Prohibition Partners/ACA Group
19 December 2022 at 08:00:00
Prohibition Partners says the cannabis boom in Lesotho is slowing down with about 10 main players left in the game, and despite the uptick in exports they are facing capital-raising and compliance challenges.
Lesotho was the first African country to issue licences for commercial medical cannabis activity.
Since 2018, Lesotho has had an active legal cannabis industry, seeing approximately US$200 million in foreign direct investment, and creating over 3,000 jobs in the industry over the last four years.
Some of Africa’s leading cannabis exporters are based in Lesotho, having been early movers in the global cannabis supply chain.
Despite significant challenges and political turbulence, Lesotho’s cannabis industry has continued to see more exporters come on line and scale their production. Lesotho’s licensing regime has been viewed favourably due to its multifunctional nature.

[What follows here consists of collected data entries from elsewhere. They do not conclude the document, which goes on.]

//! Built-in guide content.

use super::{Category, EmergencyGuide, GuideStep};

/// Every built-in guide, in display order.
pub static GUIDES: &[EmergencyGuide] = &[
    EmergencyGuide {
        id: "cpr",
        category: Category::Medical,
        title: "CPR",
        summary: "Start at once when the person is unresponsive and not breathing.",
        icon: "heart-pulse",
        quick_steps: &[
            "Call emergency services",
            "30 chest compressions",
            "2 rescue breaths",
            "Repeat until help arrives",
        ],
        steps: &[
            GuideStep::new(
                "Check response and breathing",
                "Tap both shoulders and shout. Watch the chest for 5-10 seconds. If there \
                 is no response and no normal breathing (or only gasping), start CPR now.",
            )
            .timed(10)
            .critical(),
            GuideStep::new(
                "Call for help",
                "Point at someone to call emergency services and send someone for the \
                 nearest AED.",
            ),
            GuideStep::new(
                "Chest compressions",
                "Heel of one hand on the centre of the chest, other hand on top. Push \
                 straight down 5-6 cm at 100-120 per minute and let the chest recoil fully.",
            )
            .rhythm(110),
            GuideStep::new(
                "Rescue breaths",
                "Tilt the head back and lift the chin. Pinch the nose and give 2 breaths \
                 of about 1 second each, watching the chest rise.",
            ),
        ],
    },
    EmergencyGuide {
        id: "choking",
        category: Category::Medical,
        title: "Choking (Heimlich manoeuvre)",
        summary: "For a conscious person who cannot breathe, speak or cough.",
        icon: "activity",
        quick_steps: &[
            "Recognise the choking sign",
            "Wrap arms around the waist",
            "Thrust inward and upward",
            "Repeat until the object comes out",
        ],
        steps: &[
            GuideStep::new(
                "Recognise the signs",
                "Hands clutching the throat, face turning blue, unable to talk or cough.",
            ),
            GuideStep::new(
                "Get into position",
                "Stand behind the person with one foot forward to keep your balance.",
            ),
            GuideStep::new(
                "Abdominal thrusts",
                "Place a fist two fingers above the navel, grasp it with the other hand \
                 and thrust sharply inward and upward.",
            )
            .critical(),
        ],
    },
    EmergencyGuide {
        id: "bleeding",
        category: Category::Medical,
        title: "Severe bleeding",
        summary: "Direct pressure is the first choice to stop bleeding.",
        icon: "droplet",
        quick_steps: &[
            "Find the source",
            "Press directly on it",
            "Pack the wound",
            "Tourniquet if needed",
        ],
        steps: &[
            GuideStep::new(
                "Expose the wound",
                "Cut away clothing and find exactly where the blood is coming from.",
            ),
            GuideStep::new(
                "Direct pressure",
                "Press clean gauze or cloth firmly onto the wound and keep pressing. Do \
                 not lift it to check.",
            )
            .timed(180)
            .critical(),
            GuideStep::new(
                "Pressure bandage",
                "Keep the dressing in place and wrap it tightly with a bandage. Raise the \
                 injured limb.",
            ),
        ],
    },
    EmergencyGuide {
        id: "stroke",
        category: Category::Medical,
        title: "Stroke",
        summary: "FAST: face drooping, arm weakness, speech difficulty, time to call.",
        icon: "brain",
        quick_steps: &[
            "Face: is one side drooping?",
            "Arms: can both be raised?",
            "Speech: is it slurred?",
            "Time: get to hospital now",
        ],
        steps: &[
            GuideStep::new(
                "Check FAST",
                "Ask them to smile, raise both arms and repeat a simple sentence. Look \
                 for a lopsided mouth, a weak arm or slurred words.",
            )
            .critical(),
            GuideStep::new(
                "Keep them lying still",
                "Lay them on their back with the head slightly raised. If they vomit, \
                 turn the head to the side. Give nothing to eat, drink or swallow.",
            ),
            GuideStep::new(
                "Note the time",
                "Write down when the symptoms started. Treatment options depend on it.",
            ),
        ],
    },
    EmergencyGuide {
        id: "burns",
        category: Category::Medical,
        title: "Burns and scalds",
        summary: "Cool, remove, soak, cover, get help.",
        icon: "thermometer-sun",
        quick_steps: &[
            "Cool under running water",
            "Carefully remove clothing",
            "Keep soaking in cool water",
            "Cover with clean gauze",
        ],
        steps: &[
            GuideStep::new(
                "Cool with running water",
                "Hold the burn under cool running water for 15-30 minutes until the \
                 pain eases. Do not put ice directly on it.",
            )
            .timed(900)
            .critical(),
            GuideStep::new(
                "Protect the wound",
                "Remove clothing around the burn unless it is stuck. Cover loosely with \
                 sterile gauze or clean cloth.",
            ),
            GuideStep::new(
                "Do not",
                "Do not apply toothpaste, sauces or home remedies. Do not burst blisters.",
            ),
        ],
    },
    EmergencyGuide {
        id: "fracture",
        category: Category::Medical,
        title: "Fractures",
        summary: "Immobilise the injury and never try to reset the bone.",
        icon: "bone",
        quick_steps: &[
            "Check the injury",
            "Stop movement",
            "Improvise a splint",
            "Cold pack for pain",
        ],
        steps: &[
            GuideStep::new(
                "Stop movement",
                "Do not move the injured part. If it must be moved, splint it first.",
            )
            .critical(),
            GuideStep::new(
                "Improvise a splint",
                "Use a board, branch or rolled-up magazine to fix the joints above and \
                 below the break.",
            ),
            GuideStep::new(
                "Open fractures",
                "If bone is showing, do not push it back. Stop the bleeding, cover with a \
                 sterile dressing, then splint.",
            ),
        ],
    },
    EmergencyGuide {
        id: "drowning",
        category: Category::Medical,
        title: "Drowning",
        summary: "Clear the airway and give rescue breaths before CPR.",
        icon: "waves",
        quick_steps: &[
            "Open the airway",
            "5 rescue breaths",
            "30 compressions",
            "Keep cycling",
        ],
        steps: &[
            GuideStep::new(
                "Clear the airway",
                "Once ashore, quickly clear the mouth and nose. Do not try to drain water \
                 by carrying them upside down; it only delays resuscitation.",
            )
            .critical(),
            GuideStep::new(
                "Breaths first",
                "Drowning starves the body of oxygen. Give 5 rescue breaths, then continue \
                 with cycles of 30 compressions and 2 breaths.",
            ),
            GuideStep::new(
                "Keep them warm",
                "Remove wet clothing and wrap them in a blanket to prevent hypothermia.",
            ),
        ],
    },
    EmergencyGuide {
        id: "fire",
        category: Category::Disaster,
        title: "Fire escape",
        summary: "Stay low, cover your mouth and nose, leave your belongings.",
        icon: "flame",
        quick_steps: &[
            "Wet towel over mouth and nose",
            "Crawl low",
            "Feel the door handle",
            "Never use the lift",
        ],
        steps: &[
            GuideStep::new(
                "Assess the fire",
                "If the door handle is hot, do not open it. Seal the gaps with wet cloth \
                 and signal for help from a window.",
            )
            .critical(),
            GuideStep::new(
                "Leave low",
                "Smoke rises, so the air near the floor is cleaner. Stoop or crawl out.",
            ),
        ],
    },
    EmergencyGuide {
        id: "snake",
        category: Category::Survival,
        title: "Snake and insect bites",
        summary: "Stay calm, note what bit you, keep movement to a minimum.",
        icon: "snail",
        quick_steps: &[
            "Move away from the animal",
            "Photograph or note its features",
            "Keep the limb low",
            "Rinse with clean water",
        ],
        steps: &[
            GuideStep::new(
                "Keep still",
                "Stay calm and do not run. Remove rings, bracelets and anything tight on \
                 the bitten limb.",
            )
            .critical(),
            GuideStep::new(
                "Clean the wound",
                "Rinse with clean or soapy water. Do not cut the wound or try to suck out \
                 venom.",
            ),
            GuideStep::new(
                "Bandage",
                "Apply a broad pressure bandage above the bite, loose enough to slip a \
                 finger under, to slow lymph flow.",
            ),
        ],
    },
];
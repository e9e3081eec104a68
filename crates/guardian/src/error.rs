//! Error types for guardian.
//!
//! This module defines the error type shared by the store, the plan editor,
//! the drill book and the CLI. Problems with the *shape* of persisted documents
//! are not represented here: those are repaired by falling back to defaults
//! (see [`crate::storage::documents`]).

use std::path::PathBuf;
use thiserror::Error;

/// The main error type for guardian operations.
#[derive(Error, Debug)]
pub enum Error {
    // === Storage Errors ===
    /// Failed to open or create the database.
    #[error("failed to open database at {path}: {source}")]
    DatabaseOpen {
        /// Path to the database file.
        path: PathBuf,
        /// The underlying error.
        #[source]
        source: rusqlite::Error,
    },

    /// A database query failed.
    #[error("database query failed: {0}")]
    DatabaseQuery(#[from] rusqlite::Error),

    /// Failed to run database migrations.
    #[error("database migration failed: {message}")]
    DatabaseMigration {
        /// Description of what went wrong.
        message: String,
    },

    // === Configuration Errors ===
    /// Failed to load configuration.
    #[error("failed to load configuration: {0}")]
    ConfigLoad(Box<figment::Error>),

    /// Configuration validation failed.
    #[error("invalid configuration: {message}")]
    ConfigValidation {
        /// Description of the validation failure.
        message: String,
    },

    // === Plan Errors ===
    /// An uploaded floor plan could not be decoded or re-encoded.
    #[error("image error: {0}")]
    Image(#[from] image::ImageError),

    /// A stored data URL was not in the expected format.
    #[error("malformed data URL: {reason}")]
    DataUrl {
        /// Why the data URL was rejected.
        reason: String,
    },

    // === Advisory Errors ===
    /// The remote advisory service could not be reached.
    #[error("advisory request failed: {0}")]
    Advisory(#[from] reqwest::Error),

    /// The remote advisory service answered with a non-success status.
    #[error("advisory service returned HTTP {status}")]
    AdvisoryStatus {
        /// The HTTP status code.
        status: u16,
    },

    // === Input Errors ===
    /// User-supplied input was rejected.
    #[error("invalid input: {0}")]
    InvalidInput(String),

    /// A referenced record does not exist.
    #[error("{kind} not found: {id}")]
    NotFound {
        /// What kind of record was looked up.
        kind: &'static str,
        /// The identifier that was not found.
        id: String,
    },

    // === I/O Errors ===
    /// File system operation failed.
    #[error("I/O error: {0}")]
    Io(#[from] std::io::Error),

    /// Failed to create a required directory.
    #[error("failed to create directory {path}: {source}")]
    DirectoryCreate {
        /// Path that couldn't be created.
        path: PathBuf,
        /// The underlying error.
        #[source]
        source: std::io::Error,
    },

    // === Serialization Errors ===
    /// JSON serialization/deserialization failed.
    #[error("JSON error: {0}")]
    Json(#[from] serde_json::Error),

    // === Generic Errors ===
    /// An internal error occurred (bug).
    #[error("internal error: {0}")]
    Internal(String),
}

/// A specialized Result type for guardian operations.
pub type Result<T> = std::result::Result<T, Error>;

impl From<figment::Error> for Error {
    fn from(err: figment::Error) -> Self {
        Self::ConfigLoad(Box::new(err))
    }
}

impl Error {
    /// Create a new invalid input error.
    #[must_use]
    pub fn invalid_input(message: impl Into<String>) -> Self {
        Self::InvalidInput(message.into())
    }

    /// Create a new internal error.
    #[must_use]
    pub fn internal(message: impl Into<String>) -> Self {
        Self::Internal(message.into())
    }

    /// Create a malformed data URL error.
    #[must_use]
    pub fn data_url(reason: impl Into<String>) -> Self {
        Self::DataUrl {
            reason: reason.into(),
        }
    }

    /// Create a not-found error for the given record kind.
    #[must_use]
    pub fn not_found(kind: &'static str, id: impl Into<String>) -> Self {
        Self::NotFound {
            kind,
            id: id.into(),
        }
    }

    /// Check if this error means a record was not found.
    #[must_use]
    pub fn is_not_found(&self) -> bool {
        matches!(self, Self::NotFound { .. })
    }
}

#[cfg(test)]
mod tests {
    use super::*;

    #[test]
    fn test_error_display() {
        let err = Error::invalid_input("name must not be blank");
        assert_eq!(err.to_string(), "invalid input: name must not be blank");

        let err = Error::internal("test error");
        assert_eq!(err.to_string(), "internal error: test error");
    }

    #[test]
    fn test_not_found_display() {
        let err = Error::not_found("drill", "42");
        assert_eq!(err.to_string(), "drill not found: 42");
        assert!(err.is_not_found());
        assert!(!Error::internal("x").is_not_found());
    }

    #[test]
    fn test_advisory_status_display() {
        let err = Error::AdvisoryStatus { status: 503 };
        assert!(err.to_string().contains("503"));
    }

    #[test]
    fn test_data_url_error_display() {
        let err = Error::data_url("missing base64 marker");
        assert!(err.to_string().contains("missing base64 marker"));
    }

    #[test]
    fn test_from_io_error() {
        let io_err = std::io::Error::new(std::io::ErrorKind::NotFound, "file not found");
        let err: Error = io_err.into();
        assert!(err.to_string().contains("file not found"));
    }

    #[test]
    fn test_from_rusqlite_error() {
        let result = rusqlite::Connection::open_with_flags(
            "/nonexistent/path/db.sqlite",
            rusqlite::OpenFlags::SQLITE_OPEN_READ_ONLY,
        );
        if let Err(sqlite_err) = result {
            let err: Error = sqlite_err.into();
            assert!(matches!(err, Error::DatabaseQuery(_)));
        }
    }

    #[test]
    fn test_from_json_error() {
        let json_result: std::result::Result<i32, serde_json::Error> =
            serde_json::from_str("not valid json");
        if let Err(json_err) = json_result {
            let err: Error = json_err.into();
            assert!(matches!(err, Error::Json(_)));
        }
    }

    #[test]
    fn test_from_image_error() {
        let result = image::load_from_memory(b"definitely not an image");
        if let Err(image_err) = result {
            let err: Error = image_err.into();
            assert!(matches!(err, Error::Image(_)));
        }
    }

    #[test]
    fn test_database_migration_error_display() {
        let err = Error::DatabaseMigration {
            message: "version mismatch".to_string(),
        };
        assert!(err.to_string().contains("version mismatch"));
    }

    #[test]
    fn test_config_validation_error_display() {
        let err = Error::ConfigValidation {
            message: "invalid interval".to_string(),
        };
        assert!(err.to_string().contains("invalid interval"));
    }

    #[test]
    fn test_directory_create_error_display() {
        let io_err = std::io::Error::new(std::io::ErrorKind::PermissionDenied, "access denied");
        let err = Error::DirectoryCreate {
            path: PathBuf::from("/root/forbidden"),
            source: io_err,
        };
        assert!(err.to_string().contains("/root/forbidden"));
    }
}
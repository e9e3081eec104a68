//! Command-line interface for guardian.
//!
//! This module provides the CLI structure and command handlers for the
//! `guardian` binary.

mod commands;
mod handlers;

use std::path::PathBuf;

use clap::{Parser, Subcommand};

pub use commands::{
    AskCommand, CategoryArg, ConfigCommand, DrillsCommand, FamilyCommand, GuideCommand,
    GuidesCommand, InventoryCommand, ItemCategoryArg, MarkerKindArg, PlanCommand, StatusCommand,
};
pub use handlers::{run, run_drill_session};

/// guardian - Offline household emergency preparedness
///
/// First-aid and disaster guides, an annotated escape plan, recurring drills
/// and a supply inventory, all stored locally.
#[derive(Debug, Parser)]
#[command(name = "guardian")]
#[command(author, version, about, long_about = None)]
#[command(propagate_version = true)]
pub struct Cli {
    /// Path to custom configuration file
    #[arg(short, long, global = true, value_name = "FILE")]
    pub config: Option<PathBuf>,

    /// Increase verbosity (-v for debug, -vv for trace)
    #[arg(short, long, action = clap::ArgAction::Count, global = true)]
    pub verbose: u8,

    /// Suppress all output except errors
    #[arg(short, long, global = true)]
    pub quiet: bool,

    /// The command to execute
    #[command(subcommand)]
    pub command: Command,
}

/// Available commands.
#[derive(Debug, Subcommand)]
pub enum Command {
    /// List emergency guides
    Guides(GuidesCommand),

    /// Show one emergency guide
    Guide(GuideCommand),

    /// Edit the household escape plan
    #[command(subcommand)]
    Plan(PlanCommand),

    /// List and run household drills
    #[command(subcommand)]
    Drills(DrillsCommand),

    /// Manage emergency supplies
    #[command(subcommand)]
    Inventory(InventoryCommand),

    /// Manage family members and contacts
    #[command(subcommand)]
    Family(FamilyCommand),

    /// Ask the remote assistant for advice
    Ask(AskCommand),

    /// Show readiness at a glance
    Status(StatusCommand),

    /// View or validate configuration
    #[command(subcommand)]
    Config(ConfigCommand),
}

impl Cli {
    /// Get the verbosity level based on flags.
    #[must_use]
    pub fn verbosity(&self) -> crate::logging::Verbosity {
        crate::logging::Verbosity::from_flags(self.quiet, self.verbose)
    }
}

This means that a cannabis operator needs a single licence to be able to cultivate, process, extract and manufacture cannabis products.
This is far less complicated than most jurisdictions that require separate licences for various functions in the cannabis value chain. Lesotho also does not require licence holders to build their facilities before being granted licences; an approach that is often praised by local growers.
However, Lesotho has faced criticism relating to; high licence fees, an inadequate vetting system for granting licences, lack of regulatory enforcement and concerns over fake licences that have been sold to unsuspecting buyers. Estimates, in terms of the number of licences issued vary, with some local operators suggesting that over 200 licences have been issued to date.
These concerns have tainted Lesotho’s reputation in the global cannabis industry. However, many of these concerns are being rectified with licence renewal fees being enforced to eliminate speculators from the market.
Lesotho continues to be dominated by approximately ten major operators who export, or are preparing to export, medical cannabis.
Some of the most well established names in the Lesotho market include:
MG Health: The first African cannabis company to be granted EU-GMP certification. The company has mainly been selling products to the German market.
Hemp Africa: The company has been exporting cannabis to Israel since 2018, and continues to expand distribution channels.
Highlands Investments (Canopy Growth): Highlands recorded one of the largest export transactions to North Macedonia in 2021, selling nine tonnes of high THC flower.
Lesotho continues to see growth in its cannabis industry, as more operators complete their fundraising rounds and grow facilities.
However most licensed operators have had significant challenges around; capital raising, meeting compliance standards, inadequate product quality and achieving meaningful sales due to slower than anticipated commercialisation.
This means that the industry is likely to be highly concentrated with a select few operators being able to weather these challenges to build sustainable businesses.
As South Africa, Uganda and Zimbabwe make progress, Lesotho’s early mover advantage is quickly waning.
Editor's Note: This report was compiled before the Battle for Bophelo.